No one is talking about killing right whales, or sperm whales or blues. In fact, Norway, Iceland and Japan support the idea of a ban on hunting some species, but they say that those not endangered should be fair game. Observes Georg Blikfeldt of Norway's High North Association, a lobbying organization: "Nobody wants to hunt the large whales anymore because they are threatened. But the argument that whales must therefore not be hunted at all is like saying that because one breed of pig is on the verge of dying out, nobody should eat pork."

In the nations that support whaling, it is a venerable way of life. Says Japan's Shimasaburo Hamai, 69, retired after 45 years as a harpooner in a land where monuments were once dedicated to the souls of hunted whales: "I want our whaling tradition to be passed on to the coming generation." Nordin Olafsson, master of the Norwegian whaling vessel Nybraena, calls the hunt "a vital part of our culture. It is hardly a major part of the national budget -- but for those fishermen who need it, it is a crucial source of income."

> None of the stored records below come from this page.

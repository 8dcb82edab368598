pub mod recording_handler;
pub mod shared_buffer;
pub mod test_pair;

pub use recording_handler::{HandlerCall, HandlerLog, RecordingHandler};
pub use shared_buffer::SharedBuffer;
pub use test_pair::{PairOptions, TestPair, TICK_MS};
use std::{
    io::ErrorKind,
    net::{SocketAddr, UdpSocket as StdUdpSocket},
    sync::Arc,
};

use ghostnet_shared::MAX_PACKET_DATA_SIZE;

use super::{PacketReceiver, PacketSender};
use crate::error::TransportError;

const RECEIVE_BUFFER_SIZE: usize = MAX_PACKET_DATA_SIZE;

/// A non-blocking UDP socket, split into a sender and a receiver half
pub struct UdpSocket;

impl UdpSocket {
    pub fn bind(address: SocketAddr) -> Result<(UdpSender, UdpReceiver), TransportError> {
        let bind_failed = |error: std::io::Error| TransportError::BindFailed {
            address,
            message: error.to_string(),
        };
        let socket = StdUdpSocket::bind(address).map_err(bind_failed)?;
        socket.set_nonblocking(true).map_err(bind_failed)?;
        let socket = Arc::new(socket);

        let sender = UdpSender {
            socket: socket.clone(),
        };
        let receiver = UdpReceiver {
            socket,
            buffer: vec![0u8; RECEIVE_BUFFER_SIZE],
        };
        Ok((sender, receiver))
    }
}

pub struct UdpSender {
    socket: Arc<StdUdpSocket>,
}

impl UdpSender {
    pub fn local_addr(&self) -> Option<SocketAddr> {
        self.socket.local_addr().ok()
    }
}

impl PacketSender for UdpSender {
    fn send(&self, address: &SocketAddr, payload: &[u8]) -> Result<(), TransportError> {
        match self.socket.send_to(payload, address) {
            Ok(_) => Ok(()),
            // a full send buffer drops the datagram, like the network would
            Err(error) if error.kind() == ErrorKind::WouldBlock => Ok(()),
            Err(_) => Err(TransportError::SendFailed {
                address: *address,
                size: payload.len(),
            }),
        }
    }
}

pub struct UdpReceiver {
    socket: Arc<StdUdpSocket>,
    buffer: Vec<u8>,
}

impl PacketReceiver for UdpReceiver {
    fn receive(&mut self) -> Result<Option<(SocketAddr, &[u8])>, TransportError> {
        loop {
            match self.socket.recv_from(&mut self.buffer) {
                Ok((length, address)) => return Ok(Some((address, &self.buffer[..length]))),
                Err(error) if error.kind() == ErrorKind::WouldBlock => return Ok(None),
                // ICMP port unreachable from an earlier send, not a socket failure
                Err(error) if error.kind() == ErrorKind::ConnectionReset => continue,
                Err(error) => {
                    return Err(TransportError::ReceiveFailed {
                        message: error.to_string(),
                    })
                }
            }
        }
    }
}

The other argument is that unlike their larger cousins, minke whales are so plentiful -- there are an estimated 86,700 living off the coast of Norway alone, and a total of 900,000 worldwide -- that a controlled hunt wouldn't harm the species. No less a body than the scientific committee of the IWC has decided that the minkes could indeed tolerate a limited hunt; the committee recommended that the whaling ban be partly lifted.

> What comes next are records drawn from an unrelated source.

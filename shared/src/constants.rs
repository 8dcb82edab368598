// Ghosts

/// Bits needed to address any ghost slot of a connection
pub const GHOST_ID_BIT_SIZE: u8 = 10;
pub const MAX_GHOST_COUNT: usize = 1 << GHOST_ID_BIT_SIZE;
/// Width of the "index size minus 3" field heading every ghost section
pub const GHOST_INDEX_BIT_SIZE: u8 = 4;
/// Ghost counts carried by connection messages may equal MAX_GHOST_COUNT
pub const GHOST_COUNT_BIT_SIZE: u8 = GHOST_ID_BIT_SIZE + 1;
pub const GHOST_KILL_PRIORITY: f32 = 10000.0;
pub const FULL_UPDATE_MASK: u32 = u32::MAX;

// Events

pub const EVENT_SEQUENCE_BIT_SIZE: u8 = 7;
pub const EVENT_SEQUENCE_MASK: u16 = (1 << EVENT_SEQUENCE_BIT_SIZE) - 1;
/// Ordered events more than this far past the last acked one are held back
pub const EVENT_SEND_WINDOW: u16 = 126;
pub const CONNECTION_MESSAGE_BIT_SIZE: u8 = 3;

// Packets

pub const PACKET_SEQUENCE_BIT_SIZE: u8 = 9;
pub const PACKET_SEQUENCE_MASK: u32 = (1 << PACKET_SEQUENCE_BIT_SIZE) - 1;
/// A received sequence further ahead than this is treated as out of order
pub const PACKET_RECEIVE_WINDOW: u32 = 31;
pub const ACK_HISTORY_SIZE: usize = 32;
pub const RATE_FIELD_BIT_SIZE: u8 = 12;

// String table

pub const STRING_ENTRY_BIT_SIZE: u8 = 10;
pub const STRING_TABLE_SIZE: usize = 1 << STRING_ENTRY_BIT_SIZE;
pub const STRING_TAG_PREFIX_BYTE: char = '\u{1}';

// File transfer

pub const FILE_CHUNK_SIZE: usize = 63;
pub const MAX_FILE_NAMES: usize = 31;
pub const FILE_CHUNKS_IN_FLIGHT: usize = 32;

// Demo recording

pub const DEMO_MAX_BLOCK_TYPES: u16 = 16;
pub const DEMO_MAX_BLOCK_SIZE: usize = 0x1000;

At the IWC's annual meeting last May in Japan, the group rejected that proposal, provoking the scientific committee's chairman, Philip Hammond of Britain's Sea Mammal Research Unit, to resign. Wrote Hammond: "I can no longer justify to myself being the organizer and spokesman for a committee whose work is held in such disregard by the body to which it is responsible."

That, argue whalers and their supporters, is why the IWC ban deserves to be disregarded. Says Kristjan Loftsson, a manager at the idled Icelandic Whaling Co. factory near Reykjavik: "Environmentalism has become a self-strengthening religious movement. Whether it takes one, five or 10 years, this madness will subside. Norway has begun; we will follow."

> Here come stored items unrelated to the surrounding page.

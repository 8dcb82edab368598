use crate::{
    bit_reader::BitReader, bit_writer::BitWrite, error::SerdeErr, UnsignedVariableInteger,
};

/// A type that can be written to and read back from a bit stream
pub trait Serde: Sized {
    fn ser(&self, writer: &mut dyn BitWrite);
    fn de(reader: &mut BitReader) -> Result<Self, SerdeErr>;
    fn bit_length(&self) -> u32;
}

pub trait ConstBitLength {
    fn const_bit_length() -> u32;
}

/// Writes the low `bits` bits of `value`, least significant first
pub fn write_bits(writer: &mut dyn BitWrite, value: u32, bits: u8) {
    let mut value = value;
    for _ in 0..bits {
        writer.write_bit(value & 1 != 0);
        value >>= 1;
    }
}

pub fn read_bits(reader: &mut BitReader, bits: u8) -> Result<u32, SerdeErr> {
    let mut output: u32 = 0;
    for i in 0..bits {
        if reader.read_bit()? {
            output |= 1 << i;
        }
    }
    Ok(output)
}

/// Number of bits needed to address `count` distinct values, never less than 1
pub fn bits_required(count: u32) -> u8 {
    let mut bits = 1;
    while bits < 32 && (1_u64 << bits) < u64::from(count) {
        bits += 1;
    }
    bits
}

// bool

impl Serde for bool {
    fn ser(&self, writer: &mut dyn BitWrite) {
        writer.write_bit(*self);
    }

    fn de(reader: &mut BitReader) -> Result<Self, SerdeErr> {
        reader.read_bit()
    }

    fn bit_length(&self) -> u32 {
        1
    }
}

impl ConstBitLength for bool {
    fn const_bit_length() -> u32 {
        1
    }
}

// unit

impl Serde for () {
    fn ser(&self, _: &mut dyn BitWrite) {}

    fn de(_: &mut BitReader) -> Result<Self, SerdeErr> {
        Ok(())
    }

    fn bit_length(&self) -> u32 {
        0
    }
}

// fixed width numbers

macro_rules! impl_serde_for_number {
    ($impl_type:ident, $bits:expr) => {
        impl Serde for $impl_type {
            fn ser(&self, writer: &mut dyn BitWrite) {
                for byte in self.to_le_bytes() {
                    writer.write_byte(byte);
                }
            }

            fn de(reader: &mut BitReader) -> Result<Self, SerdeErr> {
                let mut bytes = [0_u8; $bits / 8];
                for byte in bytes.iter_mut() {
                    *byte = reader.read_byte()?;
                }
                Ok($impl_type::from_le_bytes(bytes))
            }

            fn bit_length(&self) -> u32 {
                $bits
            }
        }

        impl ConstBitLength for $impl_type {
            fn const_bit_length() -> u32 {
                $bits
            }
        }
    };
}

impl_serde_for_number!(u8, 8);
impl_serde_for_number!(u16, 16);
impl_serde_for_number!(u32, 32);
impl_serde_for_number!(u64, 64);
impl_serde_for_number!(i32, 32);
impl_serde_for_number!(f32, 32);

// String

impl Serde for String {
    fn ser(&self, writer: &mut dyn BitWrite) {
        let length = UnsignedVariableInteger::<5>::new(self.len() as u64);
        length.ser(writer);
        for byte in self.as_bytes() {
            writer.write_byte(*byte);
        }
    }

    fn de(reader: &mut BitReader) -> Result<Self, SerdeErr> {
        let length = UnsignedVariableInteger::<5>::de(reader)?.get();
        if length < 0 || length as u64 > u64::from(reader.bits_remaining() / 8) {
            return Err(SerdeErr);
        }
        let mut bytes = Vec::with_capacity(length as usize);
        for _ in 0..length {
            bytes.push(reader.read_byte()?);
        }
        String::from_utf8(bytes).map_err(|_| SerdeErr)
    }

    fn bit_length(&self) -> u32 {
        let length = UnsignedVariableInteger::<5>::new(self.len() as u64);
        length.bit_length() + (self.len() as u32) * 8
    }
}

// Option

impl<T: Serde> Serde for Option<T> {
    fn ser(&self, writer: &mut dyn BitWrite) {
        match self {
            Some(value) => {
                writer.write_bit(true);
                value.ser(writer);
            }
            None => writer.write_bit(false),
        }
    }

    fn de(reader: &mut BitReader) -> Result<Self, SerdeErr> {
        if reader.read_bit()? {
            Ok(Some(T::de(reader)?))
        } else {
            Ok(None)
        }
    }

    fn bit_length(&self) -> u32 {
        match self {
            Some(value) => 1 + value.bit_length(),
            None => 1,
        }
    }
}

But if the U.S. imposes tough sanctions -- and in comparable situations, the threat alone has been enough -- Norway's defiance will probably not last long, despite the strong words of its Prime Minister. Pressure from other countries is being echoed at home. Several firms that could be affected by a boycott, including the parent company of Royal Viking and Norwegian Cruise lines, have issued antiwhaling protests.

If the idea of sanctions doesn't work, and Iceland and Japan join Norway in resuming commercial whaling, their revolt could either force the IWC to yield on the issue or destroy the organization. Both prospects alarm environmentalists. If the IWC were to disappear, it is unclear who would regulate commercial whaling. Not just minkes might be threatened but the most severely endangered species as well.

The same thing could happen if the IWC gives in; permission to go after one species could lead to requests to hunt others. Opponents regard as absurd the idea of a "sustainable" harvest, even of the abundant minke. Says Nina Young, a biologist with the Center for Marine Conservation in Washington: "Historically, we have failed miserably at calculating how many whales we can catch without decimating a population." Besides, cheating can render quotas meaningless, as "controlled" ivory trading has shown.

Such fact-based arguments -- along with comparable arguments on the other side -- are a welcome change from the emotion and moral judgments that too often corrupt the debate on whaling. The notion that whales are somehow special, that they should be elevated above the status of mere animals, is likely to convince only the converted. The idea that whale hunting is a cultural tradition worth preserving no matter what the cost is questionable. (Would the same argument apply to cockfighting?) Concludes Sam Sadove of the Okeanos Ocean Research Foundation in Hampton Bays, New York: "The most important questions are, Can the species coexist with whaling? Are whales a harvestable food source?" An enormous amount of scientific research remains to be done before those questions can be definitively answered.